Before use, you have to place the foam on the inside of the upper cuff, which has a bit of a grade school arts & crafts feel (and unfortunately my grade school daughter wasn’t available to assist). Three different foam thicknesses are provided, but I highly advise using the thickest of the three. Once you have affixed the foam to the upper cuff, you’ll be amazed at how the upper cuff not only goes very far past vertical yet even approaches horizontal! This can be a bit of a drawback as the long mode switch lever might get embedded in yak dung during your month-long expedition to Whereveristan (or more prosaically in ski resort parking lot mud). Speaking of that lever, Scarpa reverted to the excellent 1.0 design after the failed Tronic experiment on the briefly lived 2.0 predecessor.
Before my first outing, I set the cord far looser than I do on my Alien 1.0 boots, and not even as tight as on my Dynafit RC1 carbon boots. At the top I flicked down the lever and …what?!? I was almost locked into place with nearly zero ankle flexion. I then set the cord even more loosely so I have a bit of give before everything is engaged. Yet even with that much give, the 3.0 still skis so well that an old soft 2012 race ski now absolutely rails on firm groomers like its alpine racing cousins. At the other end of the spectrum, the 3.0 isn’t even remotely challenged while driving my 97mm 168cm Dynafit Denali. During one training session, the cord seemed to have loosed up too much on my first descent. Inside the lodge, I pulled up my race suit gaiter and … actually, the large loop on my figure-eight-on-a-bit had slipped off the hook entirely. Yes, that’s right, the 3.0 still skied okay with the forward closure provided only by my lycra race suit!
The downside is that those awkward backcountry maneuvers while still in ski mode for herringboning, sidestepping, etc., are even more awkward in such a stiff boot. And don’t even consider this boot if you’re picky about having a “progressive” flex pattern.

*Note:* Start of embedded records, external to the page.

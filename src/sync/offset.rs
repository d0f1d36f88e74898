use crate::protocol::timestamp::{NtpTimestamp, FRACTION_SCALE};

const HALF_ERA: i64 = 1 << 31;
const ERA: i64 = 1 << 32;

/// Signed difference `new - old` of two raw 32-bit seconds fields
///
/// The result lies in (-2^31, 2^31], so a rollover between the two samples
/// yields the short distance rather than a 136-year jump.
pub fn modular_delta(new: u32, old: u32) -> i64 {
    let diff = new as i64 - old as i64;
    if diff > HALF_ERA {
        diff - ERA
    } else if diff <= -HALF_ERA {
        diff + ERA
    } else {
        diff
    }
}

/// Difference `new - old` in seconds, rollover safe
pub fn timestamp_delta(new: NtpTimestamp, old: NtpTimestamp) -> f64 {
    let seconds = modular_delta(new.seconds, old.seconds) as f64;
    let fraction = (new.fraction as f64 - old.fraction as f64) / FRACTION_SCALE;
    seconds + fraction
}

/// The four timestamps of one client/server exchange
#[derive(Debug, Clone, Copy, PartialEq, Eq)]
pub struct ClockSample {
    /// T0: request left the client (client clock)
    pub origin: NtpTimestamp,
    /// T1: request reached the server (server clock)
    pub receive: NtpTimestamp,
    /// T2: response left the server (server clock)
    pub transmit: NtpTimestamp,
    /// T3: response reached the client (client clock)
    pub destination: NtpTimestamp,
}

/// Result of the on-wire offset/delay computation
#[derive(Debug, Clone, Copy, PartialEq)]
pub struct Measurement {
    /// Estimated server clock minus client clock, in seconds
    pub offset_seconds: f64,
    /// Round-trip network delay, in seconds
    pub delay_seconds: f64,
    /// Client receive time corrected by the offset, Unix seconds
    pub server_time: f64,
    /// Client receive time (T3), Unix seconds
    pub local_time: f64,
}

impl Measurement {
    /// A negative delay means the clocks disagree by more than the round
    /// trip, or the timestamps were mixed up
    pub fn has_negative_delay(&self) -> bool {
        self.delay_seconds < 0.0
    }
}

impl ClockSample {
    /// Creates a sample from the four exchange timestamps
    pub fn new(
        origin: NtpTimestamp,
        receive: NtpTimestamp,
        transmit: NtpTimestamp,
        destination: NtpTimestamp,
    ) -> Self {
        ClockSample {
            origin,
            receive,
            transmit,
            destination,
        }
    }

    /// Creates a sample from real-valued Unix seconds
    pub fn from_unix(t0: f64, t1: f64, t2: f64, t3: f64) -> Self {
        ClockSample::new(
            NtpTimestamp::from_unix(t0),
            NtpTimestamp::from_unix(t1),
            NtpTimestamp::from_unix(t2),
            NtpTimestamp::from_unix(t3),
        )
    }

    /// Round-trip delay: `(T3 - T0) - (T2 - T1)`
    ///
    /// Not clamped; callers should treat a negative value as a diagnostic.
    pub fn delay(&self) -> f64 {
        timestamp_delta(self.destination, self.origin) - timestamp_delta(self.transmit, self.receive)
    }

    /// Clock offset: `((T1 - T0) + (T2 - T3)) / 2`
    pub fn offset(&self) -> f64 {
        (timestamp_delta(self.receive, self.origin) + timestamp_delta(self.transmit, self.destination))
            / 2.0
    }

    /// Computes offset, delay and the corrected time
    pub fn measure(&self) -> Measurement {
        let offset_seconds = self.offset();
        let local_time = self.destination.to_unix();
        Measurement {
            offset_seconds,
            delay_seconds: self.delay(),
            server_time: local_time + offset_seconds,
            local_time,
        }
    }
}
use serde::{Deserialize, Deserializer, Serialize, Serializer};
use std::time::Duration;

/// Serializes Duration as seconds
pub fn serialize_duration<S>(duration: &Duration, serializer: S) -> Result<S::Ok, S::Error>
where
    S: Serializer,
{
    duration.as_secs_f64().serialize(serializer)
}

/// Deserializes Duration from seconds
///
/// Negative or non-finite values are rejected rather than panicking in
/// `Duration::from_secs_f64`.
pub fn deserialize_duration<'de, D>(deserializer: D) -> Result<Duration, D::Error>
where
    D: Deserializer<'de>,
{
    let secs = f64::deserialize(deserializer)?;
    Duration::try_from_secs_f64(secs).map_err(serde::de::Error::custom)
}
use std::fs;
use std::net::{SocketAddr, ToSocketAddrs};
use std::path::Path;
use std::time::Duration;

use serde::de::DeserializeOwned;
use serde::{Deserialize, Serialize};

use super::{Error, Result};
use crate::time::ClockConfig;

/// Static identity a server embeds in every response
#[derive(Debug, Clone, PartialEq, Serialize, Deserialize)]
#[serde(default)]
pub struct ServerIdentity {
    /// Stratum advertised to clients (2 = secondary reference)
    pub stratum: u8,
    /// Poll interval exponent, log2 seconds
    pub poll: i8,
    /// Clock precision exponent, log2 seconds
    pub precision: i8,
    /// Reference identifier, at most four ASCII characters
    pub reference_id: String,
    /// Root delay in seconds
    pub root_delay: f64,
    /// Root dispersion in seconds
    pub root_dispersion: f64,
}

impl Default for ServerIdentity {
    fn default() -> Self {
        ServerIdentity {
            stratum: 2,
            poll: 6,
            precision: -20,
            reference_id: "GPS".to_string(),
            root_delay: 0.0,
            root_dispersion: 0.0,
        }
    }
}

/// Configuration for the NTP server
#[derive(Debug, Clone, Serialize, Deserialize)]
#[serde(default)]
pub struct ServerConfig {
    /// Address to listen on
    pub host: String,
    /// UDP port to listen on
    pub port: u16,
    /// Log level for the tracing subscriber
    pub log_level: String,
    /// Values embedded in each response
    pub identity: ServerIdentity,
    /// Clock the server reports
    pub clock: ClockConfig,
}

impl Default for ServerConfig {
    fn default() -> Self {
        ServerConfig {
            host: "0.0.0.0".to_string(),
            port: super::DEFAULT_PORT,
            log_level: "info".to_string(),
            identity: ServerIdentity::default(),
            clock: ClockConfig::System,
        }
    }
}

impl ServerConfig {
    /// Reads server configuration from a TOML file
    pub fn read(path: impl AsRef<Path>) -> Result<Self> {
        read_toml(path.as_ref())
    }

    /// Resolves the configured host and port to a bind address
    pub fn bind_addr(&self) -> Result<SocketAddr> {
        (self.host.as_str(), self.port)
            .to_socket_addrs()
            .map_err(|e| Error::config(format!("Invalid bind address {}: {}", self.host, e)))?
            .next()
            .ok_or_else(|| Error::config(format!("No address found for {}", self.host)))
    }
}

/// Configuration for the NTP client
#[derive(Debug, Clone, Serialize, Deserialize)]
#[serde(default)]
pub struct ClientConfig {
    /// Server host name or address
    pub host: String,
    /// Server UDP port
    pub port: u16,
    /// How long to wait for the response
    #[serde(serialize_with = "super::serde::serialize_duration")]
    #[serde(deserialize_with = "super::serde::deserialize_duration")]
    pub timeout: Duration,
}

impl Default for ClientConfig {
    fn default() -> Self {
        ClientConfig {
            host: "localhost".to_string(),
            port: super::DEFAULT_PORT,
            timeout: super::DEFAULT_TIMEOUT,
        }
    }
}

impl ClientConfig {
    /// Reads client configuration from a TOML file
    pub fn read(path: impl AsRef<Path>) -> Result<Self> {
        read_toml(path.as_ref())
    }
}

fn read_toml<T: DeserializeOwned>(path: &Path) -> Result<T> {
    let text = fs::read_to_string(path)
        .map_err(|e| Error::config(format!("Couldn't read {}: {}", path.display(), e)))?;
    toml::from_str(&text)
        .map_err(|e| Error::config(format!("Couldn't parse {}: {}", path.display(), e)))
}

#[cfg(test)]
mod tests {
    use super::*;

    #[test]
    fn test_defaults() {
        let server = ServerConfig::default();
        assert_eq!(server.port, 1123);
        assert_eq!(server.identity.stratum, 2);
        assert_eq!(server.identity.precision, -20);
        assert!(matches!(server.clock, ClockConfig::System));

        let client = ClientConfig::default();
        assert_eq!(client.host, "localhost");
        assert_eq!(client.timeout, Duration::from_secs(5));
    }

    #[test]
    fn test_server_config_from_toml() {
        let text = r#"
            port = 2123

            [identity]
            stratum = 1
            reference_id = "PPS"

            [clock]
            mode = "offset"
            seconds = -86400.0
        "#;

        let config: ServerConfig = toml::from_str(text).unwrap();
        assert_eq!(config.port, 2123);
        assert_eq!(config.host, "0.0.0.0");
        assert_eq!(config.identity.stratum, 1);
        assert_eq!(config.identity.poll, 6);
        assert_eq!(config.identity.reference_id, "PPS");
        assert!(matches!(config.clock, ClockConfig::Offset { seconds } if seconds == -86400.0));
    }

    #[test]
    fn test_unrepresentable_clock_offset_from_toml() {
        for seconds in ["1e19", "nan", "inf"] {
            let text = format!("[clock]\nmode = \"offset\"\nseconds = {}\n", seconds);
            let config: ServerConfig = toml::from_str(&text).unwrap();
            let err = config.clock.validate().unwrap_err();
            assert!(matches!(err, Error::Config(_)), "seconds = {}", seconds);
        }
    }

    #[test]
    fn test_client_config_json() {
        let config = ClientConfig {
            timeout: Duration::from_millis(1500),
            ..Default::default()
        };

        let json = serde_json::to_string(&config).unwrap();
        let parsed: ClientConfig = serde_json::from_str(&json).unwrap();
        assert_eq!(parsed.timeout, Duration::from_millis(1500));
        assert_eq!(parsed.port, 1123);
    }

    #[test]
    fn test_bind_addr() {
        let config = ServerConfig {
            host: "127.0.0.1".to_string(),
            port: 0,
            ..Default::default()
        };
        assert_eq!(config.bind_addr().unwrap(), "127.0.0.1:0".parse().unwrap());
    }

    #[test]
    fn test_read_missing_file() {
        let err = ServerConfig::read("/nonexistent/ntp-server.toml").unwrap_err();
        assert!(matches!(err, Error::Config(_)));
    }
}
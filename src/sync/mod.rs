//! Synchronization module
//!
//! This module turns the four timestamps of a request/response exchange
//! into a clock offset and a round-trip delay.

pub mod offset;

pub use self::offset::{modular_delta, timestamp_delta, ClockSample, Measurement};

#[cfg(test)]
mod tests {
    use super::*;
    use crate::protocol::NtpTimestamp;

    const TICK: f64 = 1.0 / 4_294_967_296.0;

    #[test]
    fn test_modular_delta_across_rollover() {
        let a = 5u32;
        let b = u32::MAX - 4;

        assert_eq!(modular_delta(a, b), 10);
        assert_eq!(modular_delta(b, a), -10);
    }

    #[test]
    fn test_modular_delta_range() {
        assert_eq!(modular_delta(100, 40), 60);
        assert_eq!(modular_delta(40, 100), -60);
        assert_eq!(modular_delta(0, 0), 0);
        // Exactly half an era maps to the positive end
        assert_eq!(modular_delta(1 << 31, 0), 1 << 31);
        assert_eq!(modular_delta(0, 1 << 31), 1 << 31);
        assert_eq!(modular_delta((1 << 31) + 1, 0), -((1 << 31) - 1));
    }

    #[test]
    fn test_known_vector() {
        let sample = ClockSample::from_unix(1000.0, 1002.0, 1002.5, 1001.0);
        let m = sample.measure();

        assert_eq!(m.delay_seconds, 0.5);
        assert_eq!(m.offset_seconds, 1.75);
        assert_eq!(m.local_time, 1001.0);
        assert_eq!(m.server_time, 1002.75);
        assert!(!m.has_negative_delay());
    }

    #[test]
    fn test_symmetric_exchange() {
        let sample = ClockSample::from_unix(500.25, 500.25, 500.25, 500.25);
        let m = sample.measure();
        assert_eq!(m.offset_seconds, 0.0);
        assert_eq!(m.delay_seconds, 0.0);

        // Equal clocks, 20 ms each way, 5 ms server turnaround
        let sample = ClockSample::from_unix(10.0, 10.02, 10.025, 10.045);
        let m = sample.measure();
        assert!(m.offset_seconds.abs() < 1e-6);
        assert!((m.delay_seconds - 0.04).abs() < 1e-6);
    }

    #[test]
    fn test_exchange_straddling_rollover() {
        // Client just before the 2036 rollover, server clock 3 s ahead and
        // already past it.
        let t0 = NtpTimestamp::new(u32::MAX - 1, 0);
        let t1 = NtpTimestamp::new(1, 1 << 30);
        let t2 = NtpTimestamp::new(1, 1 << 31);
        let t3 = NtpTimestamp::new(u32::MAX - 1, 1 << 31);

        let sample = ClockSample::new(t0, t1, t2, t3);
        assert!((sample.delay() - 0.25).abs() < TICK * 4.0);
        assert!((sample.offset() - 3.125).abs() < TICK * 4.0);
    }

    #[test]
    fn test_negative_delay_is_reported() {
        // Server claims it spent longer than the whole round trip
        let sample = ClockSample::from_unix(100.0, 100.0, 102.0, 101.0);
        let m = sample.measure();
        assert_eq!(m.delay_seconds, -1.0);
        assert!(m.has_negative_delay());
    }

    #[test]
    fn test_timestamp_delta_fraction_borrow() {
        let later = NtpTimestamp::new(11, 0);
        let earlier = NtpTimestamp::new(10, 3 << 30);
        assert_eq!(timestamp_delta(later, earlier), 0.25);
        assert_eq!(timestamp_delta(earlier, later), -0.25);
    }
}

Durability is mainly speculative at this point with only ~118,000’ vertical, but the identical walk/ski mechanism on my 1.0 is still perfectly fine after nearly 1.1’ million vertical. And the 3.0 sole rubber seems just as substantial on the 1.0, which is still almost pristine despite lots of travel over various non-snow surfaces.
Hi Jonathan, thanks for pointing out the gaiter issue. Indeed, the version now shipping has a different, lower gaiter. We've just uploaded all new photos. We recommend wearing fancy pants!
Huh, so I suppose my version is the 3.1!
Also, forgot to mention that for those who are not familiar with them, the Dynafit-supplied "Quick Step-in" toe sockets do provide a bit of an advantage compared to the French and Italian competition for all-carbon boots. I have this style socket on my Alien 1.0 boots but not on my PG boots, and it does make entry a bit easier, as well as reduce the frequency of botched entries with unsteady legs after long race descents.